En 2015, Sidi Larbi Cherkaoui, une des vedettes mondiales de la danse contemporaine, a été nommé directeur artistique du Ballet van Vlaanderen. Et donc co-directeur artistique de l’ensemble Opera Ballet Vlaanderen, en lien étroit avec Avie Cahn, un solide jeune patron qui règne depuis 2009 sur l’Opéra. Un regroupement voulu par la tutelle politique flamande, pour des raisons à la fois budgétaires et de prestige, à l’exception des administrateurs du parti de Bart De Wever, la NVA, qui ont voté contre sa candidature. La troupe elle-même est réticente puisque sa formation classique, ses habitudes et ses fréquentations (les corps de ballet de quelques opéras traditionnels) ne vont pas naturellement vers l’univers multiculturel du nouveau patron. 

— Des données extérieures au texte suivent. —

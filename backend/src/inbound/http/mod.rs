//! HTTP inbound adapter exposing the REST API under `/api/v1`.

pub mod auth;
pub mod bookings;
pub mod content;
pub mod dashboard;
pub mod dto;
pub mod error;
pub mod favorites;
pub mod health;
pub mod messages;
pub mod payments;
pub mod profiles;
pub mod session;
pub mod session_config;
pub mod state;
#[cfg(test)]
pub mod test_utils;
pub mod users;
pub mod validation;

pub use error::ApiResult;
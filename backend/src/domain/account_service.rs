//! Account domain service: registration, login, and account reads.

use std::sync::Arc;

use async_trait::async_trait;
use tracing::{error, info};

use crate::domain::ports::{
    AccountService, NewUser, PasswordHasher, ProfileRepository, UserRepository,
};
use crate::domain::service_errors::{map_hash_error, map_profile_error, map_user_error};
use crate::domain::{
    Error, LoginCredentials, Registration, Role, User, UserCard, UserId, parse_media_url,
};

/// Account service backed by the user and profile repositories.
#[derive(Clone)]
pub struct AccountServiceImpl<U, P, H> {
    users: Arc<U>,
    profiles: Arc<P>,
    hasher: Arc<H>,
}

impl<U, P, H> AccountServiceImpl<U, P, H> {
    pub fn new(users: Arc<U>, profiles: Arc<P>, hasher: Arc<H>) -> Self {
        Self {
            users,
            profiles,
            hasher,
        }
    }
}

impl<U, P, H> AccountServiceImpl<U, P, H>
where
    U: UserRepository,
{
    async fn load_user(&self, id: &UserId) -> Result<User, Error> {
        self.users
            .find_by_id(id)
            .await
            .map_err(map_user_error)?
            .ok_or_else(|| Error::not_found(format!("user {id} not found")))
    }
}

#[async_trait]
impl<U, P, H> AccountService for AccountServiceImpl<U, P, H>
where
    U: UserRepository,
    P: ProfileRepository,
    H: PasswordHasher,
{
    async fn register(&self, registration: Registration) -> Result<UserId, Error> {
        let password_hash = self
            .hasher
            .hash(registration.password())
            .map_err(map_hash_error)?;
        let new_user = NewUser {
            id: UserId::random(),
            name: registration.name().clone(),
            email: registration.email().clone(),
            password_hash,
            role: registration.role(),
        };
        let user = self.users.insert(&new_user).await.map_err(map_user_error)?;

        // The account stays committed if profile creation fails.
        if user.role == Role::Performer {
            if let Err(err) = self.profiles.create_empty(&user.id).await {
                error!(user_id = %user.id, error = %err, "performer profile creation failed");
                return Err(map_profile_error(err));
            }
        }

        info!(user_id = %user.id, role = %user.role, "account registered");
        Ok(user.id)
    }

    async fn login(&self, credentials: &LoginCredentials) -> Result<User, Error> {
        let Some(stored) = self
            .users
            .find_credentials_by_email(credentials.email())
            .await
            .map_err(map_user_error)?
        else {
            return Err(Error::unauthorized("invalid credentials"));
        };

        let matches = self
            .hasher
            .verify(credentials.password(), &stored.password_hash)
            .map_err(map_hash_error)?;
        if !matches {
            return Err(Error::unauthorized("invalid credentials"));
        }
        Ok(stored.user)
    }

    async fn current_user(&self, id: &UserId) -> Result<User, Error> {
        self.load_user(id).await
    }

    async fn update_image(&self, id: &UserId, image: &str) -> Result<User, Error> {
        let image = parse_media_url(image)
            .ok_or_else(|| Error::invalid_request("image must be an absolute http(s) URL"))?;
        self.users
            .update_image(id, &image)
            .await
            .map_err(map_user_error)?
            .ok_or_else(|| Error::not_found(format!("user {id} not found")))
    }

    async fn user_card(&self, id: &UserId) -> Result<UserCard, Error> {
        self.load_user(id).await.map(|user| user.card())
    }
}

#[cfg(test)]
#[path = "account_service_tests.rs"]
mod tests;
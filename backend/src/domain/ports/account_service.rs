//! Driving port for registration, login, and account reads.
//!
//! Inbound adapters call it to authenticate credentials and manage accounts
//! without importing persistence or hashing infrastructure, so handler tests
//! can substitute a mock.

use async_trait::async_trait;

use crate::domain::{Error, LoginCredentials, Registration, User, UserCard, UserId};

/// Domain use-case port for accounts.
#[cfg_attr(test, mockall::automock)]
#[async_trait]
pub trait AccountService: Send + Sync {
    /// Create an account and, for performers, an empty profile.
    async fn register(&self, registration: Registration) -> Result<UserId, Error>;

    /// Validate credentials and return the authenticated user.
    async fn login(&self, credentials: &LoginCredentials) -> Result<User, Error>;

    /// Load the signed-in user.
    async fn current_user(&self, id: &UserId) -> Result<User, Error>;

    /// Replace the signed-in user's avatar URL.
    async fn update_image(&self, id: &UserId, image: &str) -> Result<User, Error>;

    /// Public card of any user.
    async fn user_card(&self, id: &UserId) -> Result<UserCard, Error>;
}
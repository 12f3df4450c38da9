//! Tests for HTTP error mapping.

use super::*;
use actix_web::body::to_bytes;
use rstest::{fixture, rstest};
use serde_json::json;

const TRACE_ID: &str = "00000000-0000-0000-0000-000000000000";

#[fixture]
fn internal_error() -> Error {
    Error::internal("user repository error: relation \"users\" does not exist")
        .with_trace_id(TRACE_ID)
        .with_details(json!({"sql": "select 1"}))
}

async fn body_of(error: &Error) -> (StatusCode, Option<String>, Error) {
    let response = ResponseError::error_response(error);
    let status = response.status();
    let header = response
        .headers()
        .get(TRACE_ID_HEADER)
        .and_then(|value| value.to_str().ok())
        .map(str::to_owned);
    let bytes = to_bytes(response.into_body())
        .await
        .expect("reading response body succeeds");
    let payload = serde_json::from_slice(&bytes).expect("error JSON deserialises");
    (status, header, payload)
}

#[rstest]
#[case(Error::invalid_request("bad"), StatusCode::BAD_REQUEST)]
#[case(Error::unauthorized("login required"), StatusCode::UNAUTHORIZED)]
#[case(Error::forbidden("performers only"), StatusCode::FORBIDDEN)]
#[case(Error::not_found("Booking not found"), StatusCode::NOT_FOUND)]
#[case(Error::conflict("already exists"), StatusCode::CONFLICT)]
#[case(Error::service_unavailable("pool exhausted"), StatusCode::SERVICE_UNAVAILABLE)]
#[case(Error::internal("boom"), StatusCode::INTERNAL_SERVER_ERROR)]
fn status_code_matches_error_code(#[case] error: Error, #[case] expected: StatusCode) {
    assert_eq!(ResponseError::status_code(&error), expected);
}

#[rstest]
#[actix_web::test]
async fn internal_errors_are_redacted(internal_error: Error) {
    let (status, header, payload) = body_of(&internal_error).await;

    assert_eq!(status, StatusCode::INTERNAL_SERVER_ERROR);
    assert_eq!(header.as_deref(), Some(TRACE_ID));
    assert_eq!(payload.code(), ErrorCode::InternalError);
    assert_eq!(payload.message(), "Internal server error");
    assert_eq!(payload.trace_id(), Some(TRACE_ID));
    assert!(payload.details().is_none());
}

#[rstest]
#[actix_web::test]
async fn client_errors_keep_message_and_details() {
    let error = Error::invalid_request("duration must be at least 15 minutes")
        .with_trace_id(TRACE_ID)
        .with_details(json!({"field": "duration", "code": "too_short"}));

    let (status, header, payload) = body_of(&error).await;

    assert_eq!(status, StatusCode::BAD_REQUEST);
    assert_eq!(header.as_deref(), Some(TRACE_ID));
    assert_eq!(payload.message(), "duration must be at least 15 minutes");
    assert_eq!(
        payload.details(),
        Some(&json!({"field": "duration", "code": "too_short"}))
    );
}

#[rstest]
#[actix_web::test]
async fn errors_outside_a_trace_scope_omit_the_header() {
    let (_, header, payload) = body_of(&Error::not_found("missing")).await;

    assert!(header.is_none());
    assert_eq!(payload.trace_id(), None);
}

#[rstest]
#[actix_web::test]
async fn scoped_trace_id_is_used_when_the_error_has_none() {
    let trace_id: TraceId = TraceId::from_header_or_generate(Some(TRACE_ID));
    let error = Error::not_found("missing");

    let (_, header, _) = TraceId::scope(trace_id, async { body_of(&error).await }).await;

    assert_eq!(header.as_deref(), Some(TRACE_ID));
}

#[test]
fn actix_errors_become_redacted_internal_errors() {
    let err: Error = actix_web::error::ErrorBadRequest("boom").into();

    assert_eq!(err.code(), ErrorCode::InternalError);
    assert_eq!(err.message(), "Internal server error");
    assert_eq!(err.details(), None);
}
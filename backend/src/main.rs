//! Backend entry-point: loads configuration, runs migrations and serves the
//! REST API.

mod server;

use actix_web::web;
use color_eyre::eyre::{Context, eyre};
use mockable::DefaultEnv;
use ortho_config::OrthoConfig;
use tracing::{info, warn};
use tracing_subscriber::{EnvFilter, fmt};

use encore::config::AppSettings;
use encore::domain::CheckoutSettings;
use encore::inbound::http::health::HealthState;
use encore::inbound::http::session_config::{BuildMode, session_settings_from_env};
use encore::outbound::payments::StripeSettings;
use encore::outbound::persistence::{DbPool, PoolConfig, run_migrations};

use server::{PaymentConfig, ServerConfig, create_server};

/// Application bootstrap.
#[actix_web::main]
async fn main() -> color_eyre::Result<()> {
    color_eyre::install()?;
    if let Err(e) = fmt()
        .with_env_filter(EnvFilter::from_default_env())
        .json()
        .try_init()
    {
        warn!(error = %e, "tracing init failed");
    }

    let settings = AppSettings::load().map_err(|err| eyre!("failed to load settings: {err}"))?;
    let env = DefaultEnv::new();
    let session = session_settings_from_env(&env, BuildMode::from_debug_assertions())
        .wrap_err("invalid session configuration")?;

    let database_url = settings.database_url()?;
    run_migrations(database_url)
        .await
        .wrap_err("database migrations failed")?;
    let pool = DbPool::new(
        PoolConfig::new(database_url).with_max_size(settings.db_max_connections()),
    )
    .await
    .wrap_err("failed to create database pool")?;

    let payments = PaymentConfig::new(
        StripeSettings::new(settings.stripe_api_base(), settings.stripe_secret_key()?),
        settings.stripe_webhook_secret()?,
        CheckoutSettings::new(settings.public_base_url(), settings.checkout_currency()),
    )
    .with_webhook_tolerance(settings.webhook_tolerance());

    let bind_addr = settings.bind_addr()?;
    let config = ServerConfig::new(
        session.key,
        session.cookie_secure,
        session.same_site,
        bind_addr,
        pool,
        payments,
    );
    #[cfg(feature = "metrics")]
    let config = config.with_metrics(Some(server::prometheus()?));

    let health_state = web::Data::new(HealthState::new());
    let server = create_server(health_state, config)?;
    info!(%bind_addr, "listening");
    server.await?;
    Ok(())
}
//! Liveness and readiness checks for orchestrators and load balancers.

use std::sync::atomic::{AtomicBool, Ordering};

use actix_web::{HttpResponse, get, http::header, web};

/// Readiness and liveness flags shared with the server bootstrap.
pub struct HealthState {
    ready: AtomicBool,
    live: AtomicBool,
}

impl Default for HealthState {
    fn default() -> Self {
        Self {
            ready: AtomicBool::new(false),
            live: AtomicBool::new(true),
        }
    }
}

impl HealthState {
    /// Start not ready but live.
    pub fn new() -> Self {
        Self::default()
    }

    /// Flip readiness once the listener is bound.
    pub fn mark_ready(&self) {
        self.ready.store(true, Ordering::Release);
    }

    /// Fail liveness checks, e.g. while draining before shutdown.
    pub fn mark_unhealthy(&self) {
        self.live.store(false, Ordering::Release);
    }

    pub fn is_ready(&self) -> bool {
        self.ready.load(Ordering::Acquire)
    }

    pub fn is_alive(&self) -> bool {
        self.live.load(Ordering::Acquire)
    }
}

fn health_response(ok: bool) -> HttpResponse {
    let mut response = if ok {
        HttpResponse::Ok()
    } else {
        HttpResponse::ServiceUnavailable()
    };
    response
        .insert_header((header::CACHE_CONTROL, "no-store"))
        .finish()
}

/// Readiness check: 200 once the server accepts traffic, 503 before.
#[utoipa::path(
    get,
    path = "/health/ready",
    tags = ["health"],
    security([]),
    responses(
        (status = 200, description = "Server is ready to handle traffic"),
        (status = 503, description = "Server is not ready")
    )
)]
#[get("/health/ready")]
pub async fn ready(state: web::Data<HealthState>) -> HttpResponse {
    health_response(state.is_ready())
}

/// Liveness check: 200 while alive, 503 once marked unhealthy.
#[utoipa::path(
    get,
    path = "/health/live",
    tags = ["health"],
    security([]),
    responses(
        (status = 200, description = "Server is alive"),
        (status = 503, description = "Server is shutting down")
    )
)]
#[get("/health/live")]
pub async fn live(state: web::Data<HealthState>) -> HttpResponse {
    health_response(state.is_alive())
}
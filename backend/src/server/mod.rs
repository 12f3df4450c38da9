//! Server construction and middleware wiring.

mod config;
#[cfg(feature = "metrics")]
mod metrics;
mod state_builders;

pub use config::{PaymentConfig, ServerConfig};

#[cfg(feature = "metrics")]
pub(crate) use metrics::prometheus;
#[cfg(feature = "metrics")]
use metrics::MetricsLayer;
use state_builders::build_http_state;

use actix_session::{
    SessionMiddleware,
    config::{CookieContentSecurity, PersistentSession},
    storage::CookieSessionStore,
};
use actix_web::cookie::{Key, SameSite};
use actix_web::dev::{Server, ServiceFactory, ServiceRequest, ServiceResponse};
use actix_web::{App, HttpServer, web};

use encore::Trace;
#[cfg(debug_assertions)]
use encore::doc::ApiDoc;
use encore::inbound::http::health::{HealthState, live, ready};
use encore::inbound::http::state::HttpState;
use encore::inbound::http::{
    auth, bookings, content, dashboard, favorites, messages, payments, profiles, users,
};
#[cfg(debug_assertions)]
use utoipa::OpenApi;
#[cfg(debug_assertions)]
use utoipa_swagger_ui::SwaggerUi;

#[derive(Clone)]
struct AppDependencies {
    health_state: web::Data<HealthState>,
    http_state: web::Data<HttpState>,
    key: Key,
    cookie_secure: bool,
    same_site: SameSite,
}

/// Mount every `/api/v1` route. Fixed paths are registered before the
/// parameterised ones that would otherwise shadow them.
fn api_routes(cfg: &mut web::ServiceConfig) {
    cfg.service(auth::register)
        .service(auth::login)
        .service(auth::logout)
        .service(users::current_user)
        .service(users::update_image)
        .service(users::get_user)
        .service(profiles::get_own_profile)
        .service(profiles::upsert_own_profile)
        .service(profiles::list_profiles)
        .service(profiles::get_performer_profile)
        .service(content::create_content)
        .service(content::list_content)
        .service(content::view_content)
        .service(content::like_content)
        .service(content::unlike_content)
        .service(content::delete_content)
        .service(bookings::create_booking)
        .service(bookings::list_bookings)
        .service(bookings::update_booking_status)
        .service(payments::create_checkout)
        .service(payments::webhook)
        .service(messages::list_conversations)
        .service(messages::mark_read)
        .service(messages::send_message)
        .service(messages::list_messages)
        .service(favorites::add_favorite)
        .service(favorites::remove_favorite)
        .service(favorites::list_favorites)
        .service(dashboard::get_earnings)
        .service(dashboard::get_dashboard);
}

fn build_app(
    deps: AppDependencies,
) -> App<
    impl ServiceFactory<
        ServiceRequest,
        Config = (),
        Response = ServiceResponse,
        Error = actix_web::Error,
        InitError = (),
    >,
> {
    let AppDependencies {
        health_state,
        http_state,
        key,
        cookie_secure,
        same_site,
    } = deps;

    let session = SessionMiddleware::builder(CookieSessionStore::default(), key)
        .cookie_name("session".into())
        .cookie_path("/".into())
        .cookie_secure(cookie_secure)
        .cookie_http_only(true)
        .cookie_content_security(CookieContentSecurity::Private)
        .cookie_same_site(same_site)
        .session_lifecycle(
            PersistentSession::default().session_ttl(actix_web::cookie::time::Duration::hours(2)),
        )
        .build();

    let api = web::scope("/api/v1").wrap(session).configure(api_routes);

    let app = App::new()
        .app_data(health_state)
        .app_data(http_state)
        .wrap(Trace)
        .service(api)
        .service(ready)
        .service(live);

    #[cfg(debug_assertions)]
    let app = app.service(SwaggerUi::new("/docs").url("/api-docs/openapi.json", ApiDoc::openapi()));

    app
}

/// Construct an Actix HTTP server using the provided health state and configuration.
///
/// Readiness flips once the listener is bound.
///
/// # Errors
/// Propagates [`std::io::Error`] when the payment client cannot be built or
/// binding the socket fails.
pub fn create_server(
    health_state: web::Data<HealthState>,
    config: ServerConfig,
) -> std::io::Result<Server> {
    let server_health_state = health_state.clone();
    let http_state = build_http_state(&config.db_pool, &config.payments)?;
    let ServerConfig {
        key,
        cookie_secure,
        same_site,
        bind_addr,
        #[cfg(feature = "metrics")]
        prometheus,
        ..
    } = config;

    #[cfg(feature = "metrics")]
    let metrics_layer = MetricsLayer::from_option(prometheus);

    let server = HttpServer::new(move || {
        let app = build_app(AppDependencies {
            health_state: server_health_state.clone(),
            http_state: http_state.clone(),
            key: key.clone(),
            cookie_secure,
            same_site,
        });

        #[cfg(feature = "metrics")]
        let app = app.wrap(metrics_layer.clone());

        app
    })
    .bind(bind_addr)?
    .run();

    health_state.mark_ready();
    Ok(server)
}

La trilogie  « East » intervient donc dans une saison opéra/danse intitulée « Borderline », où le risque et le défi font partie du jeu. La troupe, d’excellent niveau technique, est confrontée à trois esthétiques très différentes : Akram Kahn, le Londonien originaire du Bangladesh, l’Israélien  Ohad Naharin et Sidi Larbi Chekaoui, de père marocain et de mère flamande. En soi un plaidoyer pour la diversité culturelle, le dialogue interreligieux et le mélange des genres.

Tout commence par Kaash (Si en hindou) d’Akram Khan, sa première œuvre pour un groupe de danseurs, qui s’interroge sur les possibilités de l’homme ici-bas face à Shiva, qui est à la fois le Créateur, le Protecteur et le Destructeur et surtout une source d’énergie qui propulse les danseurs dans une sorte d’abstraction lyrique très forte. La scénographie d’Anish Kapoor, inspirée du monde de Rothko, les fameux rectangles noir et rouge, et la musique de Nitin Shawney donnent une pulsion quasi mathématique à l’ensemble. Pourtant le point de départ est une musique traditionnelle katak accompagnant une « histoire mythique » mais dont le fond religieux est réduit à l’éloge de la beauté du corps en action.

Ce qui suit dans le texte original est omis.